May 2012 Lisette Westerveldt

So, as you may have already surmised, this will be my last of three reviews on what I consider to be Hayao Miyazaki’s three best films. Although I am sad that I will no longer be able to publicly gush over my love of Miyazaki, I am also extremely excited to write about this third film in particular.

So without further ado, I present to you my personal favorite, Howl’s Moving Castle!

As is the case with the previous two films, the protagonist of this movie is female. Sophie Hatter is an eighteen year old girl living in the magical (and a bit steampunk-esque) kingdom of Ingary, where fairy-tale creatures like witches or spirits are not uncommon and are accepted as a part of the daily life. Shy and rather unconfident, Sophie is the eldest daughter. As such, she has resigned herself to spending the rest of her life toiling away in her family’s hat shop. This all changes however, when a chance meeting between Sophie and the notorious wizard Howl ends with Sophie turning into an old lady—courtesy of the Witch of the Waste. The worst part is: she can’t tell anybody about it.

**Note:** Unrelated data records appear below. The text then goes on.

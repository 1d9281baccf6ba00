use geo_types::Point;
use wkt::ToWkt;

/// Formats a point as WKT, e.g. `POINT(-100 40)`.
pub fn point_to_wkt(point: &Point<f64>) -> String {
    point.wkt_string()
}

/// Converts a point to a GeoJSON `Point` geometry.
pub fn point_to_geojson(point: &Point<f64>) -> geojson::Geometry {
    geojson::Geometry::from(point)
}
use crate::center::MapCenter;
use crate::coord::{Coordinate, validate_lon_lat};
use crate::core::constants::{MIDDLE_OF_USA, SOUTHERN_ONTARIO};
use crate::error::MapCenterError;
use geo::{Distance, Haversine};
use geo_types::Point;
use log::debug;
use std::fmt;
use std::str::FromStr;

/// The built-in map centers.
#[derive(Debug, Clone, Copy, PartialEq, Eq, Hash)]
pub enum Preset {
    /// Generic central-continent view
    MiddleOfUsa,
    /// Toronto area, for regional radar coverage
    SouthernOntario,
}

impl Preset {
    pub const ALL: [Preset; 2] = [Preset::MiddleOfUsa, Preset::SouthernOntario];

    pub fn name(&self) -> &'static str {
        match self {
            Preset::MiddleOfUsa => "middle-of-usa",
            Preset::SouthernOntario => "southern-ontario",
        }
    }

    pub fn description(&self) -> &'static str {
        match self {
            Preset::MiddleOfUsa => "Center of the contiguous United States",
            Preset::SouthernOntario => "Toronto area, centered for radar coverage",
        }
    }

    pub fn point(&self) -> Point<f64> {
        match self {
            Preset::MiddleOfUsa => MIDDLE_OF_USA,
            Preset::SouthernOntario => SOUTHERN_ONTARIO,
        }
    }

    pub fn center(&self) -> MapCenter {
        MapCenter::from(*self)
    }

    /// Returns the preset closest to `coord` by great-circle distance.
    ///
    /// Ties go to the preset listed first in [`Preset::ALL`].
    ///
    /// # Example
    /// ```
    /// use map_centers::Preset;
    ///
    /// # fn main() -> Result<(), map_centers::MapCenterError> {
    /// // Ottawa
    /// assert_eq!(Preset::nearest(&(-75.6972, 45.4215))?, Preset::SouthernOntario);
    /// # Ok(())
    /// # }
    /// ```
    pub fn nearest<C: Coordinate>(coord: &C) -> Result<Preset, MapCenterError> {
        validate_lon_lat(coord)?;
        let target = Point::new(coord.x(), coord.y());

        let candidates = Preset::ALL.map(|p| (p, p.point()));
        let (best, best_distance) = closest(target, &candidates);

        debug!(
            "nearest preset to ({}, {}) is {} at {:.0} m",
            target.x(),
            target.y(),
            best.name(),
            best_distance
        );
        Ok(best)
    }
}

impl fmt::Display for Preset {
    fn fmt(&self, f: &mut fmt::Formatter<'_>) -> fmt::Result {
        f.write_str(self.name())
    }
}

impl FromStr for Preset {
    type Err = MapCenterError;

    /// Accepts kebab-case, snake_case or camelCase names, ignoring case.
    fn from_str(s: &str) -> Result<Self, Self::Err> {
        let normalized: String = s
            .trim()
            .chars()
            .filter(|c| *c != '-' && *c != '_')
            .map(|c| c.to_ascii_lowercase())
            .collect();

        match normalized.as_str() {
            "middleofusa" => Ok(Preset::MiddleOfUsa),
            "southernontario" => Ok(Preset::SouthernOntario),
            _ => Err(MapCenterError::UnknownPreset(s.to_string())),
        }
    }
}

// First candidate wins on equal distance. `candidates` must not be empty.
fn closest<T: Copy>(target: Point<f64>, candidates: &[(T, Point<f64>)]) -> (T, f64) {
    let (first, first_point) = candidates[0];
    let mut best = (first, Haversine.distance(target, first_point));
    for &(item, point) in &candidates[1..] {
        let d = Haversine.distance(target, point);
        if d < best.1 {
            best = (item, d);
        }
    }
    best
}

/// Every built-in preset as a [`MapCenter`], in [`Preset::ALL`] order.
pub fn all_centers() -> Vec<MapCenter> {
    Preset::ALL.iter().map(Preset::center).collect()
}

In hopes of finding a cure somewhere else, Sophie leaves the hat shop and ventures across the countryside. She ends up finding work as a cleaning lady for Howl, who lives in mobile and magically enchanted home. From there, Sophie becomes involved in all sorts of crazy adventures, while also befriending new friends along the way and learning more about herself in the process.

And since I don’t want to spoil too much, I’ll cut the summary short there.

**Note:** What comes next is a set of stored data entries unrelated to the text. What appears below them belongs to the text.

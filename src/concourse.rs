// Copyright 2026, Jeroen van Erp <jeroen@geeko.me>
// SPDX-License-Identifier: Apache-2.0

//! Concourse resource protocol: request parsing and response writing.
//!
//! Requests arrive as JSON on stdin, responses leave as JSON on stdout.

use crate::config::{OutParams, Source};
use crate::error::{ResourceError, Result};
use serde::{Deserialize, Serialize};
use serde_json::Value;
use std::collections::BTreeMap;
use std::io::{Read, Write};

/// A version as Concourse sees it: the built image reference and the build that produced it
#[derive(Serialize, Deserialize, Clone, Debug, PartialEq, Eq)]
pub struct Version {
    #[serde(rename = "ref")]
    pub reference: String,
    #[serde(default)]
    pub build: String,
    /// Any other keys of the incoming version map, passed through untouched
    #[serde(flatten)]
    pub extra: BTreeMap<String, String>,
}

impl Version {
    pub fn new(reference: impl Into<String>, build: impl Into<String>) -> Self {
        Self {
            reference: reference.into(),
            build: build.into(),
            extra: BTreeMap::new(),
        }
    }

    /// Convert the raw string map Concourse sends; `ref` is mandatory
    pub fn from_map(map: &BTreeMap<String, String>) -> Result<Self> {
        let Some(reference) = map.get("ref") else {
            return Err(ResourceError::InvalidVersion(
                r#"key "ref" not found in version map"#.to_string(),
            ));
        };

        let extra = map
            .iter()
            .filter(|(k, _)| k.as_str() != "ref" && k.as_str() != "build")
            .map(|(k, v)| (k.clone(), v.clone()))
            .collect();

        Ok(Self {
            reference: reference.clone(),
            build: map.get("build").cloned().unwrap_or_default(),
            extra,
        })
    }
}

#[derive(Serialize, Deserialize, Clone, Debug, PartialEq, Eq)]
pub struct MetadataField {
    pub name: String,
    pub value: String,
}

impl MetadataField {
    pub fn new(name: &str, value: impl Into<String>) -> Self {
        Self {
            name: name.to_string(),
            value: value.into(),
        }
    }
}

pub type Metadata = Vec<MetadataField>;

/// Response body of `in` and `out`
#[derive(Serialize, Deserialize, Debug)]
pub struct VersionResponse {
    pub version: Version,
    pub metadata: Metadata,
}

#[derive(Deserialize)]
struct RawRequest {
    #[serde(default)]
    source: Value,
    #[serde(default)]
    version: Option<BTreeMap<String, String>>,
    #[serde(default)]
    params: Option<Value>,
}

#[derive(Debug)]
pub struct CheckRequest {
    pub source: Source,
    /// `None` on the very first check of a resource
    pub version: Option<Version>,
}

#[derive(Debug)]
pub struct InRequest {
    pub source: Source,
    pub version: Version,
}

#[derive(Debug)]
pub struct OutRequest {
    pub source: Source,
    pub params: OutParams,
}

impl CheckRequest {
    pub fn read<R: Read>(reader: R) -> Result<Self> {
        let raw: RawRequest = serde_json::from_reader(reader)?;
        Ok(Self {
            source: Source::from_value(raw.source)?,
            version: raw.version.as_ref().map(Version::from_map).transpose()?,
        })
    }
}

impl InRequest {
    pub fn read<R: Read>(reader: R) -> Result<Self> {
        let raw: RawRequest = serde_json::from_reader(reader)?;
        let Some(version) = raw.version else {
            return Err(ResourceError::InvalidVersion("in requires a version".to_string()));
        };
        Ok(Self {
            source: Source::from_value(raw.source)?,
            version: Version::from_map(&version)?,
        })
    }
}

impl OutRequest {
    pub fn read<R: Read>(reader: R) -> Result<Self> {
        let raw: RawRequest = serde_json::from_reader(reader)?;
        Ok(Self {
            source: Source::from_value(raw.source)?,
            params: OutParams::from_value(raw.params)?,
        })
    }
}

/// Write a response as a single JSON document
pub fn write_response<W: Write, T: Serialize>(mut writer: W, response: &T) -> Result<()> {
    serde_json::to_writer(&mut writer, response)?;
    writeln!(writer)?;
    writer.flush()?;
    Ok(())
}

In comparison with the other two films, I’d say that while it lacks some of Spirited Away’s technical brilliance and the some of the sheer ferocity of Princess Mononoke, Howl’s Moving Castle nonetheless stands out in its intensity and imagination. To borrow the words of one critic, Bruce Westbrook, who said it better than I could possibly ever try to, the film was “So richly detailed and colorful that one almost aches from the beauty.”

And it really, truly is. Howl’s Moving Castle is two hours of pure magic, in terms of both how the story plays out and in animation. The scenery and setting for the entire movie was also so, so, so beautiful; I’m pretty sure (and I kid you not) I spent half the time with my mouth wide open, just positively drooling at Miyazaki’s genius.

Oh and the characters. I don’t think I’ve ever found a cast of characters as funny as this one in any of Miyazaki’s films. They are a wonderful range and mix of both quirky and delightful, from the spunky Sophie to the flamboyant-yet-boyish Howl, and from the hilarious Calcifer to the enthusiastic Markl. And watching Sophie come out of her shell and evolve from timid to gutsy was so much fun!

But yes. I will simply end this with one succinct comment. Go watch it!